Luísa sabia que não podia acompanhá-la. Separava-as uma tempestade de sorte, que empurrou o irmão do seu pai em direção ao sul, e puxou o pai de Luísa, que ficou a ver, enquanto o irmão se movia, para trás de onde se punha o sol.

Para um partir, o outro teria de ficar. Ninguém salta de um penhasco, sabendo-se sozinho. Deixa-se sempre alguma coisa.

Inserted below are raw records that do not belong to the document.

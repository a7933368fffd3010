use anyhow::Result;
use async_trait::async_trait;
use serde::{Deserialize, Serialize};

/// Joint count of the supported arms
pub const JOINT_COUNT: usize = 7;

/// One state readout from a robotic arm
#[derive(Debug, Clone, Copy, PartialEq, Serialize, Deserialize)]
pub struct ArmState {
    /// Joint angles in radians
    pub joint_angles: [f64; JOINT_COUNT],
    /// End effector position [x, y, z] in meters
    pub eef_position: [f64; 3],
    /// End effector orientation [rx, ry, rz] in radians
    pub eef_orientation_euler: [f64; 3],
    /// Gripper opening, 0.0 (closed) to 1.0 (open)
    pub gripper_state: f64,
}

/// One raw camera frame, row-major H x W x 3 RGB bytes
#[derive(Debug, Clone, PartialEq, Serialize, Deserialize)]
pub struct ImageFrame {
    pub height: usize,
    pub width: usize,
    pub data: Vec<u8>,
}

impl ImageFrame {
    pub fn new(height: usize, width: usize, data: Vec<u8>) -> Self {
        debug_assert_eq!(data.len(), height * width * 3);
        Self {
            height,
            width,
            data,
        }
    }
}

/// Collaborator contract for one robotic arm.
///
/// The recorder only ever reads; motion commands are out of scope. A read
/// may block on network I/O; the recorder bounds it with a timeout and
/// treats both errors and timeouts as per-channel read failures.
#[async_trait]
pub trait ArmInterface: Send {
    /// Short identifier used in channel names, e.g. "left" or "right"
    fn name(&self) -> &str;

    async fn connect(&mut self) -> Result<()>;

    async fn read_state(&mut self) -> Result<ArmState>;

    async fn disconnect(&mut self) -> Result<()>;
}

/// Collaborator contract for one camera source.
#[async_trait]
pub trait CameraInterface: Send {
    /// Short identifier used in channel names, e.g. "video0"
    fn name(&self) -> &str;

    async fn connect(&mut self) -> Result<()>;

    async fn read_frame(&mut self) -> Result<ImageFrame>;

    async fn disconnect(&mut self) -> Result<()>;
}
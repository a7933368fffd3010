pub mod metrics;

pub use metrics::{CaptureMetrics, CaptureReport};
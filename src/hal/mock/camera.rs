use anyhow::{anyhow, Result};
use async_trait::async_trait;
use std::time::Duration;

use crate::hal::traits::{CameraInterface, ImageFrame};

/// Simulated camera producing solid-color frames whose intensity tracks the
/// read counter, so frames are distinguishable without real hardware.
pub struct SimulatedCamera {
    name: String,
    width: usize,
    height: usize,
    connected: bool,
    ticks: u64,
    fail_connect: bool,
    fail_reads: bool,
    read_delay: Option<Duration>,
}

impl SimulatedCamera {
    pub fn new(name: impl Into<String>, width: usize, height: usize) -> Self {
        Self {
            name: name.into(),
            width,
            height,
            connected: false,
            ticks: 0,
            fail_connect: false,
            fail_reads: false,
            read_delay: None,
        }
    }

    pub fn with_connect_failure(mut self) -> Self {
        self.fail_connect = true;
        self
    }

    pub fn with_read_failures(mut self) -> Self {
        self.fail_reads = true;
        self
    }

    pub fn with_read_delay(mut self, delay: Duration) -> Self {
        self.read_delay = Some(delay);
        self
    }
}

#[async_trait]
impl CameraInterface for SimulatedCamera {
    fn name(&self) -> &str {
        &self.name
    }

    async fn connect(&mut self) -> Result<()> {
        if self.fail_connect {
            return Err(anyhow!("simulated camera not found"));
        }
        self.connected = true;
        self.ticks = 0;
        Ok(())
    }

    async fn read_frame(&mut self) -> Result<ImageFrame> {
        if !self.connected {
            return Err(anyhow!("camera {} is not connected", self.name));
        }
        if let Some(delay) = self.read_delay {
            tokio::time::sleep(delay).await;
        }
        if self.fail_reads {
            return Err(anyhow!("simulated frame grab failure on camera {}", self.name));
        }

        let intensity = (self.ticks % 256) as u8;
        self.ticks += 1;

        Ok(ImageFrame::new(
            self.height,
            self.width,
            vec![intensity; self.height * self.width * 3],
        ))
    }

    async fn disconnect(&mut self) -> Result<()> {
        self.connected = false;
        Ok(())
    }
}
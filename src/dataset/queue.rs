use std::sync::atomic::{AtomicU64, Ordering};
use std::sync::Arc;
use std::thread::JoinHandle;

use crate::core::episode::Episode;
use crate::core::error::{RecorderError, Result};
use crate::dataset::writer::DatasetWriter;

/// Ordered background write queue.
///
/// Finalized episodes are handed over a channel to a dedicated writer
/// thread (parquet IO is blocking), which processes them strictly in the
/// order they were finalized. This lets capture throughput outrun write
/// throughput without reordering the append-only episode index log.
///
/// The queue also proxies episode index allocation for the writer it owns,
/// so the recorder never assigns indices itself.
pub struct WriteQueue {
    tx: Option<crossbeam_channel::Sender<Episode>>,
    next_index: Arc<AtomicU64>,
    failed: Arc<AtomicU64>,
    handle: Option<JoinHandle<DatasetWriter>>,
}

impl WriteQueue {
    pub fn spawn(writer: DatasetWriter) -> Self {
        let (tx, rx) = crossbeam_channel::unbounded::<Episode>();
        let next_index = Arc::new(AtomicU64::new(writer.next_episode_index()));
        let failed = Arc::new(AtomicU64::new(0));

        let failed_counter = failed.clone();
        let handle = std::thread::spawn(move || {
            let mut writer = writer;
            for episode in rx {
                let index = episode.episode_index;
                if let Err(e) = writer.write_episode(&episode) {
                    // A failed episode is reported and excluded; prior
                    // episodes' files and metadata remain valid.
                    eprintln!("Failed to write episode {index}: {e}");
                    failed_counter.fetch_add(1, Ordering::Relaxed);
                }
            }
            writer
        });

        Self {
            tx: Some(tx),
            next_index,
            failed,
            handle: Some(handle),
        }
    }

    /// Next unused episode index. Monotonic; never reused.
    pub fn allocate_episode_index(&self) -> u64 {
        self.next_index.fetch_add(1, Ordering::SeqCst)
    }

    /// Hand a finalized episode to the writer thread.
    pub fn enqueue(&self, episode: Episode) -> Result<()> {
        let tx = self
            .tx
            .as_ref()
            .ok_or_else(|| RecorderError::State("Write queue is closed".to_string()))?;
        tx.send(episode)
            .map_err(|_| RecorderError::State("Writer thread is gone".to_string()))
    }

    /// Episodes whose serialization failed so far
    pub fn episodes_failed(&self) -> u64 {
        self.failed.load(Ordering::Relaxed)
    }

    /// Drain the queue and return the writer with its final counters plus
    /// the number of episodes whose serialization failed.
    pub fn close(mut self) -> Result<(DatasetWriter, u64)> {
        drop(self.tx.take());
        let handle = self
            .handle
            .take()
            .ok_or_else(|| RecorderError::State("Write queue is already closed".to_string()))?;
        let writer = handle
            .join()
            .map_err(|_| RecorderError::State("Writer thread panicked".to_string()))?;
        Ok((writer, self.failed.load(Ordering::Relaxed)))
    }
}

impl Drop for WriteQueue {
    fn drop(&mut self) {
        // Closing the channel lets the writer thread drain and exit.
        drop(self.tx.take());
    }
}
use serde::{Deserialize, Serialize};

/// Recording session states.
///
/// One recorder instance owns exactly one active episode at a time; the
/// state machine makes invalid call orderings fail fast instead of
/// corrupting the dataset.
#[derive(Debug, Clone, Copy, PartialEq, Eq, Serialize, Deserialize)]
pub enum RecorderState {
    /// No active episode
    Idle,
    /// An episode exists but the sampling loop is not running
    EpisodeActive,
    /// The sampling loop is filling the active episode
    Recording,
}

impl RecorderState {
    /// Check if transition from current state to target state is valid
    pub fn can_transition_to(&self, target: RecorderState) -> bool {
        use RecorderState::*;

        matches!(
            (self, target),
            // start_episode
            (Idle, EpisodeActive) |

            // start_recording
            (EpisodeActive, Recording) |

            // stop_recording
            (Recording, EpisodeActive) |

            // end_episode
            (EpisodeActive, Idle)
        )
    }

    /// Get human-readable state name
    pub fn name(&self) -> &str {
        match self {
            Self::Idle => "Idle",
            Self::EpisodeActive => "EpisodeActive",
            Self::Recording => "Recording",
        }
    }
}

impl Default for RecorderState {
    fn default() -> Self {
        Self::Idle
    }
}

#[cfg(test)]
mod tests {
    use super::*;

    #[test]
    fn test_session_cycle() {
        use RecorderState::*;
        assert!(Idle.can_transition_to(EpisodeActive));
        assert!(EpisodeActive.can_transition_to(Recording));
        assert!(Recording.can_transition_to(EpisodeActive));
        assert!(EpisodeActive.can_transition_to(Idle));
    }

    #[test]
    fn test_invalid_transitions() {
        use RecorderState::*;
        // No concurrent episodes, no finalize while recording
        assert!(!Idle.can_transition_to(Recording));
        assert!(!Recording.can_transition_to(Idle));
        assert!(!EpisodeActive.can_transition_to(EpisodeActive));
    }
}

-Tens razão.- Disse Catarina.- Foi por isso que voltei. Enterrei partes de mim em vários lugares. Quando cheguei ao fim da linha, fui voltando para trás, fui tentando encontrar aquilo que tinha semeado, mas já estava tudo morto. Percebo agora, que só aqui, é que alguma coisa cresceu.

A tristeza movia-se atrás delas. Era escura e rastejava por entre as pedras, parecia-se com uma inundação, latejante e lamacenta, que iria começar a incomodá-las em breve. 

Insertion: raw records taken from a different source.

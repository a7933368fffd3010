use serde::{Deserialize, Serialize};

use crate::core::error::{RecorderError, Result};
use crate::core::frame::{ChannelMap, ChannelSchema, Frame};

/// Ordered, append-only sequence of frames bounded by an explicit
/// start/finalize lifecycle.
///
/// Created empty, filled by the recorder loop, finalized exactly once.
/// Appending or re-finalizing after finalize fails fast with a state error.
#[derive(Debug, Clone, Serialize, Deserialize)]
pub struct Episode {
    pub episode_index: u64,
    pub task: String,
    pub task_index: u32,

    frames: Vec<Frame>,
    schema: Option<ChannelSchema>,
    finalized: bool,

    // Computed at finalize
    start_time: Option<f64>,
    end_time: Option<f64>,
    duration: Option<f64>,
}

/// Read-only episode summary for diagnostics
#[derive(Debug, Clone, Serialize, Deserialize)]
pub struct EpisodeStats {
    pub episode_index: u64,
    pub task: String,
    pub length: u64,
    pub duration: f64,
    pub start_time: f64,
    pub end_time: f64,
    /// Achieved average rate: length / duration
    pub average_fps: f64,
}

impl Episode {
    pub fn new(episode_index: u64, task: impl Into<String>, task_index: u32) -> Self {
        Self {
            episode_index,
            task: task.into(),
            task_index,
            frames: Vec::new(),
            schema: None,
            finalized: false,
            start_time: None,
            end_time: None,
            duration: None,
        }
    }

    /// Append one frame. The frame index is assigned here and is always
    /// contiguous from 0. The first frame establishes the channel schema;
    /// every later frame must expose the same channel key set.
    pub fn add_frame(
        &mut self,
        timestamp: f64,
        observation: ChannelMap,
        action: ChannelMap,
        state: ChannelMap,
    ) -> Result<()> {
        if self.finalized {
            return Err(RecorderError::State(format!(
                "Cannot add frame to finalized episode {}",
                self.episode_index
            )));
        }

        let frame = Frame {
            frame_index: self.frames.len() as u64,
            timestamp,
            observation,
            action,
            state,
        };

        match &self.schema {
            None => self.schema = Some(ChannelSchema::of(&frame)),
            Some(schema) => schema.validate(&frame)?,
        }

        self.frames.push(frame);
        Ok(())
    }

    /// Seal the episode: computes start/end timestamps, duration and length.
    /// Fails on zero frames; an empty episode is not a valid dataset record.
    pub fn finalize(&mut self) -> Result<()> {
        if self.finalized {
            return Err(RecorderError::State(format!(
                "Episode {} is already finalized",
                self.episode_index
            )));
        }
        if self.frames.is_empty() {
            return Err(RecorderError::EmptyEpisode(self.episode_index));
        }

        let first = self.frames.first().map(|f| f.timestamp);
        let last = self.frames.last().map(|f| f.timestamp);
        self.start_time = first;
        self.end_time = last;
        self.duration = match (first, last) {
            (Some(s), Some(e)) => Some(e - s),
            _ => None,
        };
        self.finalized = true;
        Ok(())
    }

    pub fn is_finalized(&self) -> bool {
        self.finalized
    }

    pub fn frames(&self) -> &[Frame] {
        &self.frames
    }

    pub fn len(&self) -> u64 {
        self.frames.len() as u64
    }

    pub fn is_empty(&self) -> bool {
        self.frames.is_empty()
    }

    pub fn schema(&self) -> Option<&ChannelSchema> {
        self.schema.as_ref()
    }

    pub fn start_time(&self) -> Option<f64> {
        self.start_time
    }

    pub fn end_time(&self) -> Option<f64> {
        self.end_time
    }

    pub fn duration(&self) -> Option<f64> {
        self.duration
    }

    /// Summary statistics. Never mutates state; usable before finalize,
    /// computing from the frames captured so far.
    pub fn stats(&self) -> EpisodeStats {
        let start = self.frames.first().map(|f| f.timestamp).unwrap_or(0.0);
        let end = self.frames.last().map(|f| f.timestamp).unwrap_or(0.0);
        let duration = end - start;
        let length = self.frames.len() as u64;
        EpisodeStats {
            episode_index: self.episode_index,
            task: self.task.clone(),
            length,
            duration,
            start_time: start,
            end_time: end,
            average_fps: if duration > 0.0 {
                length as f64 / duration
            } else {
                0.0
            },
        }
    }
}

Luísa não sabia muito sobre a tristeza, ou se sabia, não lhe dava nome. Mas Catarina, parecia ter mergulhado tão profundamente na sua, que falava dela (e com ela), como se a intimidade da dor, as tivesse tornado confidentes.

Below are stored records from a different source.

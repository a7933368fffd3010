use serde::{Deserialize, Serialize};
use std::collections::BTreeMap;

use crate::core::error::{RecorderError, Result};

/// One value on a named channel.
///
/// Channels carry either a fixed-width numeric vector (joint angles, end
/// effector pose, gripper) or a raw camera image. A failed source read is
/// recorded as an explicit error marker so the channel key never goes
/// missing from a frame.
#[derive(Debug, Clone, PartialEq, Serialize, Deserialize)]
pub enum ChannelValue {
    FloatVec(Vec<f64>),
    /// Raw H x W x 3 image, row-major RGB bytes
    Image {
        height: usize,
        width: usize,
        data: Vec<u8>,
    },
    Error(String),
}

impl ChannelValue {
    pub fn scalar(value: f64) -> Self {
        Self::FloatVec(vec![value])
    }

    pub fn is_error(&self) -> bool {
        matches!(self, Self::Error(_))
    }

    pub fn error_message(&self) -> Option<&str> {
        match self {
            Self::Error(msg) => Some(msg),
            _ => None,
        }
    }
}

/// Channel name -> value, ordered for deterministic column layout
pub type ChannelMap = BTreeMap<String, ChannelValue>;

/// One synchronized sample: arm states + camera images at a single instant.
///
/// Immutable once constructed. The timestamp is captured once per sampling
/// cycle, before any source read.
#[derive(Debug, Clone, Serialize, Deserialize)]
pub struct Frame {
    /// Monotonically increasing within an episode, starts at 0
    pub frame_index: u64,
    /// Seconds since epoch
    pub timestamp: f64,
    pub observation: ChannelMap,
    pub action: ChannelMap,
    /// Raw channels not folded into observation/action
    pub state: ChannelMap,
}

impl Frame {
    /// Look up a channel value across the observation, action and state maps.
    /// Channel names carry their group prefix, so the maps never collide.
    pub fn channel(&self, key: &str) -> Option<&ChannelValue> {
        self.observation
            .get(key)
            .or_else(|| self.action.get(key))
            .or_else(|| self.state.get(key))
    }
}

/// Closed channel-key enumeration established by the first frame of an
/// episode and validated on every later append.
#[derive(Debug, Clone, Default, PartialEq, Eq, Serialize, Deserialize)]
pub struct ChannelSchema {
    pub observation: Vec<String>,
    pub action: Vec<String>,
    pub state: Vec<String>,
}

impl ChannelSchema {
    pub fn of(frame: &Frame) -> Self {
        Self {
            observation: frame.observation.keys().cloned().collect(),
            action: frame.action.keys().cloned().collect(),
            state: frame.state.keys().cloned().collect(),
        }
    }

    /// All channel keys in column order: observation, then action, then state.
    pub fn all_keys(&self) -> impl Iterator<Item = &String> {
        self.observation
            .iter()
            .chain(self.action.iter())
            .chain(self.state.iter())
    }

    pub fn is_empty(&self) -> bool {
        self.observation.is_empty() && self.action.is_empty() && self.state.is_empty()
    }

    /// Check a frame's channel key set against this schema.
    pub fn validate(&self, frame: &Frame) -> Result<()> {
        let actual = Self::of(frame);
        if actual == *self {
            return Ok(());
        }

        let expected: Vec<&String> = self.all_keys().collect();
        let got: Vec<&String> = actual.all_keys().collect();

        let missing = expected
            .iter()
            .filter(|k| !got.contains(k))
            .map(|k| (*k).clone())
            .collect();
        let unexpected = got
            .iter()
            .filter(|k| !expected.contains(k))
            .map(|k| (*k).clone())
            .collect();

        Err(RecorderError::Schema {
            missing,
            unexpected,
        })
    }
}

#[cfg(test)]
mod tests {
    use super::*;

    fn frame_with_keys(obs: &[&str], act: &[&str]) -> Frame {
        let fill = |keys: &[&str]| {
            keys.iter()
                .map(|k| (k.to_string(), ChannelValue::scalar(0.0)))
                .collect::<ChannelMap>()
        };
        Frame {
            frame_index: 0,
            timestamp: 0.0,
            observation: fill(obs),
            action: fill(act),
            state: ChannelMap::new(),
        }
    }

    #[test]
    fn test_schema_accepts_matching_frame() {
        let frame = frame_with_keys(&["observation.state.left_arm"], &["action.left_arm"]);
        let schema = ChannelSchema::of(&frame);
        assert!(schema.validate(&frame).is_ok());
    }

    #[test]
    fn test_schema_rejects_divergent_frame() {
        let first = frame_with_keys(&["observation.state.left_arm"], &["action.left_arm"]);
        let schema = ChannelSchema::of(&first);

        let other = frame_with_keys(&["observation.state.right_arm"], &["action.left_arm"]);
        let err = schema.validate(&other).unwrap_err();
        match err {
            RecorderError::Schema { missing, unexpected } => {
                assert_eq!(missing, vec!["observation.state.left_arm".to_string()]);
                assert_eq!(unexpected, vec!["observation.state.right_arm".to_string()]);
            }
            other => panic!("expected schema error, got {other:?}"),
        }
    }

    #[test]
    fn test_error_marker_keeps_key() {
        let mut frame = frame_with_keys(&["observation.camera_video0"], &[]);
        frame.observation.insert(
            "observation.camera_video0".to_string(),
            ChannelValue::Error("read timed out".to_string()),
        );

        let schema = ChannelSchema::of(&frame);
        assert!(schema.validate(&frame).is_ok());
        assert!(frame
            .channel("observation.camera_video0")
            .unwrap()
            .is_error());
    }
}
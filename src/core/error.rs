use std::path::PathBuf;

/// Errors surfaced by the recording engine and dataset writer.
///
/// Per-source read failures during a sampling cycle are deliberately NOT
/// represented here: they become `ChannelValue::Error` markers inside the
/// frame so that a single bad source never loses the whole sample.
#[derive(thiserror::Error, Debug)]
pub enum RecorderError {
    /// A source could not be reached at connect time. Recording cannot start.
    #[error("Failed to connect to {source_name}: {reason}")]
    Connection { source_name: String, reason: String },

    /// Invalid call ordering (recording before episode start, double
    /// finalize, append after finalize).
    #[error("Invalid recorder state: {0}")]
    State(String),

    /// A frame's channel key set diverges from the established schema.
    #[error("Channel schema mismatch (missing: {missing:?}, unexpected: {unexpected:?})")]
    Schema {
        missing: Vec<String>,
        unexpected: Vec<String>,
    },

    /// Finalize was called on an episode with zero captured frames.
    #[error("Episode {0} has no frames")]
    EmptyEpisode(u64),

    #[error(transparent)]
    Json(#[from] serde_json::Error),

    #[error(transparent)]
    Arrow(#[from] arrow::error::ArrowError),

    #[error(transparent)]
    Parquet(#[from] parquet::errors::ParquetError),

    #[error("IO error on path: {1}")]
    Io(#[source] std::io::Error, PathBuf),
}

impl RecorderError {
    pub fn io(err: std::io::Error, path: impl Into<PathBuf>) -> Self {
        Self::Io(err, path.into())
    }

    /// True for the variants that invalidate one episode's serialization
    /// without corrupting previously written dataset records.
    pub fn is_serialization(&self) -> bool {
        matches!(
            self,
            Self::Json(_) | Self::Arrow(_) | Self::Parquet(_) | Self::Io(..)
        )
    }
}

pub type Result<T> = std::result::Result<T, RecorderError>;
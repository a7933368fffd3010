pub mod core;
pub mod dataset;
pub mod engine;
pub mod export;
pub mod hal;
pub mod observability;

-Não me vais dizer porque é que estás triste?- Se Luísa soubesse, podia dar-lhe conselhos. Conselhos pobres talvez, mas os que tinha para oferecer.

Catarina brincou com um anel enorme, entre os dedos das mãos e por momentos, parecia afogar-se dentro do diamante solitário. Ela tocava no objeto com uma certa raiva, até aquele presente estava envenenado. Até aquela joia desamparada, era um lembrete da sua própria solidão. 

-Porque me perdi.- Sussurrou.- E à bocado, quando te vi, foi a primeira vez, em muito tempo, que senti que existia. 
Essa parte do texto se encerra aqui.